Filter the entries below down to the lines that hold "UpdateMessageResponse".
Top of EXTRACTED MATERIAL
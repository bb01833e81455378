use std::sync::Arc;

use httprule::Route;
use httprule_runtime::{
    method_fn, BindError, Bindable, BoxError, CallContext, FieldValue, RouteHandler,
};
use serde::{Deserialize, Serialize};

#[derive(Clone, PartialEq, ::prost::Message, Serialize, Deserialize)]
#[serde(default, rename_all = "camelCase")]
pub struct SubMessage {
    #[prost(string, tag = "1")]
    pub subfield: String,
}

#[derive(Clone, PartialEq, ::prost::Message, Serialize, Deserialize)]
#[serde(default, rename_all = "camelCase")]
pub struct GetMessageRequest {
    #[prost(string, tag = "1")]
    #[serde(alias = "message_id")]
    pub message_id: String,
    #[prost(string, tag = "2")]
    pub message: String,
    #[prost(string, repeated, tag = "3")]
    pub tags: Vec<String>,
}

#[derive(Clone, PartialEq, ::prost::Message, Serialize, Deserialize)]
#[serde(default, rename_all = "camelCase")]
pub struct GetMessageResponse {
    #[prost(string, tag = "1")]
    #[serde(alias = "message_id")]
    pub message_id: String,
    #[prost(string, tag = "2")]
    pub message: String,
    #[prost(string, repeated, tag = "3")]
    pub tags: Vec<String>,
}

#[derive(Clone, PartialEq, ::prost::Message, Serialize, Deserialize)]
#[serde(default, rename_all = "camelCase")]
pub struct UpdateMessageRequest {
    #[prost(string, tag = "1")]
    #[serde(alias = "message_id")]
    pub message_id: String,
    #[prost(message, optional, tag = "2")]
    pub sub: Option<SubMessage>,
    #[prost(string, tag = "3")]
    pub message: String,
}

#[derive(Clone, PartialEq, ::prost::Message, Serialize, Deserialize)]
#[serde(default, rename_all = "camelCase")]
pub struct UpdateMessageResponse {
    #[prost(string, tag = "1")]
    #[serde(alias = "message_id")]
    pub message_id: String,
    #[prost(message, optional, tag = "2")]
    pub sub: Option<SubMessage>,
    #[prost(string, tag = "3")]
    pub message: String,
}

#[derive(Clone, PartialEq, ::prost::Message, Serialize, Deserialize)]
#[serde(default, rename_all = "camelCase")]
pub struct CreateMessageRequest {
    #[prost(string, tag = "1")]
    #[serde(alias = "message_id")]
    pub message_id: String,
    #[prost(message, optional, tag = "2")]
    pub sub: Option<SubMessage>,
    #[prost(message, optional, tag = "3")]
    pub msg: Option<create_message_request::Message>,
    #[prost(string, tag = "4")]
    pub opt: String,
}

pub mod create_message_request {
    use serde::{Deserialize, Serialize};

    #[derive(Clone, PartialEq, ::prost::Message, Serialize, Deserialize)]
    #[serde(default, rename_all = "camelCase")]
    pub struct Message {
        #[prost(message, optional, tag = "1")]
        pub sub: Option<super::SubMessage>,
    }
}

#[derive(Clone, PartialEq, ::prost::Message, Serialize, Deserialize)]
#[serde(default, rename_all = "camelCase")]
pub struct CreateMessageResponse {
    #[prost(string, tag = "1")]
    #[serde(alias = "message_id")]
    pub message_id: String,
    #[prost(message, optional, tag = "2")]
    pub sub: Option<SubMessage>,
    #[prost(message, optional, tag = "3")]
    pub msg: Option<create_message_response::Message>,
    #[prost(string, tag = "4")]
    pub opt: String,
}

pub mod create_message_response {
    use serde::{Deserialize, Serialize};

    #[derive(Clone, PartialEq, ::prost::Message, Serialize, Deserialize)]
    #[serde(default, rename_all = "camelCase")]
    pub struct Message {
        #[prost(message, optional, tag = "1")]
        pub sub: Option<super::SubMessage>,
    }
}

impl Bindable for SubMessage {
    fn message_mut(&mut self, _field: &str) -> Option<&mut dyn Bindable> {
        None
    }

    fn assign(&mut self, field: &str, value: FieldValue) -> Result<(), BindError> {
        match field {
            "subfield" => self.subfield = value.into_single()?,
            _ => return Err(BindError::unknown_field(field)),
        }
        Ok(())
    }
}

impl Bindable for GetMessageRequest {
    fn message_mut(&mut self, _field: &str) -> Option<&mut dyn Bindable> {
        None
    }

    fn assign(&mut self, field: &str, value: FieldValue) -> Result<(), BindError> {
        match field {
            "message_id" => self.message_id = value.into_single()?,
            "message" => self.message = value.into_single()?,
            "tags" => self.tags = value.into_list()?,
            _ => return Err(BindError::unknown_field(field)),
        }
        Ok(())
    }
}

impl Bindable for UpdateMessageRequest {
    fn message_mut(&mut self, field: &str) -> Option<&mut dyn Bindable> {
        match field {
            "sub" => Some(self.sub.get_or_insert_with(Default::default)),
            _ => None,
        }
    }

    fn assign(&mut self, field: &str, value: FieldValue) -> Result<(), BindError> {
        match field {
            "message_id" => self.message_id = value.into_single()?,
            "message" => self.message = value.into_single()?,
            _ => return Err(BindError::unknown_field(field)),
        }
        Ok(())
    }
}

impl Bindable for CreateMessageRequest {
    fn message_mut(&mut self, field: &str) -> Option<&mut dyn Bindable> {
        match field {
            "sub" => Some(self.sub.get_or_insert_with(Default::default)),
            "msg" => Some(self.msg.get_or_insert_with(Default::default)),
            _ => None,
        }
    }

    fn assign(&mut self, field: &str, value: FieldValue) -> Result<(), BindError> {
        match field {
            "message_id" => self.message_id = value.into_single()?,
            "opt" => self.opt = value.into_single()?,
            _ => return Err(BindError::unknown_field(field)),
        }
        Ok(())
    }
}

impl Bindable for create_message_request::Message {
    fn message_mut(&mut self, field: &str) -> Option<&mut dyn Bindable> {
        match field {
            "sub" => Some(self.sub.get_or_insert_with(Default::default)),
            _ => None,
        }
    }

    fn assign(&mut self, field: &str, _value: FieldValue) -> Result<(), BindError> {
        Err(BindError::unknown_field(field))
    }
}

/// The `messaging.v1.Messaging` service.
#[async_trait::async_trait]
pub trait Messaging: Send + Sync + 'static {
    async fn get_message(
        &self,
        ctx: &CallContext,
        req: GetMessageRequest,
    ) -> Result<GetMessageResponse, BoxError>;

    async fn update_message(
        &self,
        ctx: &CallContext,
        req: UpdateMessageRequest,
    ) -> Result<UpdateMessageResponse, BoxError>;

    async fn create_message(
        &self,
        ctx: &CallContext,
        req: CreateMessageRequest,
    ) -> Result<CreateMessageResponse, BoxError>;
}

/// Builds a [`RouteHandler`] per `Messaging` method.
pub struct MessagingHttpConverter<S> {
    service: Arc<S>,
}

impl<S> Clone for MessagingHttpConverter<S> {
    fn clone(&self) -> Self {
        Self {
            service: self.service.clone(),
        }
    }
}

impl<S: Messaging> MessagingHttpConverter<S> {
    pub fn new(service: S) -> Self {
        Self {
            service: Arc::new(service),
        }
    }

    pub fn get_message(
        &self,
        route: Route,
    ) -> RouteHandler<GetMessageRequest, GetMessageResponse> {
        let service = self.service.clone();

        RouteHandler::new(
            route,
            method_fn(move |ctx: CallContext, req: GetMessageRequest| {
                let service = service.clone();
                async move { service.get_message(&ctx, req).await }
            }),
        )
    }

    pub fn update_message(
        &self,
        route: Route,
    ) -> RouteHandler<UpdateMessageRequest, UpdateMessageResponse> {
        let service = self.service.clone();

        RouteHandler::new(
            route,
            method_fn(move |ctx: CallContext, req: UpdateMessageRequest| {
                let service = service.clone();
                async move { service.update_message(&ctx, req).await }
            }),
        )
    }

    pub fn create_message(
        &self,
        route: Route,
    ) -> RouteHandler<CreateMessageRequest, CreateMessageResponse> {
        let service = self.service.clone();

        RouteHandler::new(
            route,
            method_fn(move |ctx: CallContext, req: CreateMessageRequest| {
                let service = service.clone();
                async move { service.create_message(&ctx, req).await }
            }),
        )
    }
}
Bottom of EXTRACTED MATERIAL
§ **SOLVED PROBLEM**
pub struct UpdateMessageResponse {
    ) -> Result<UpdateMessageResponse, BoxError>;
    ) -> RouteHandler<UpdateMessageRequest, UpdateMessageResponse> {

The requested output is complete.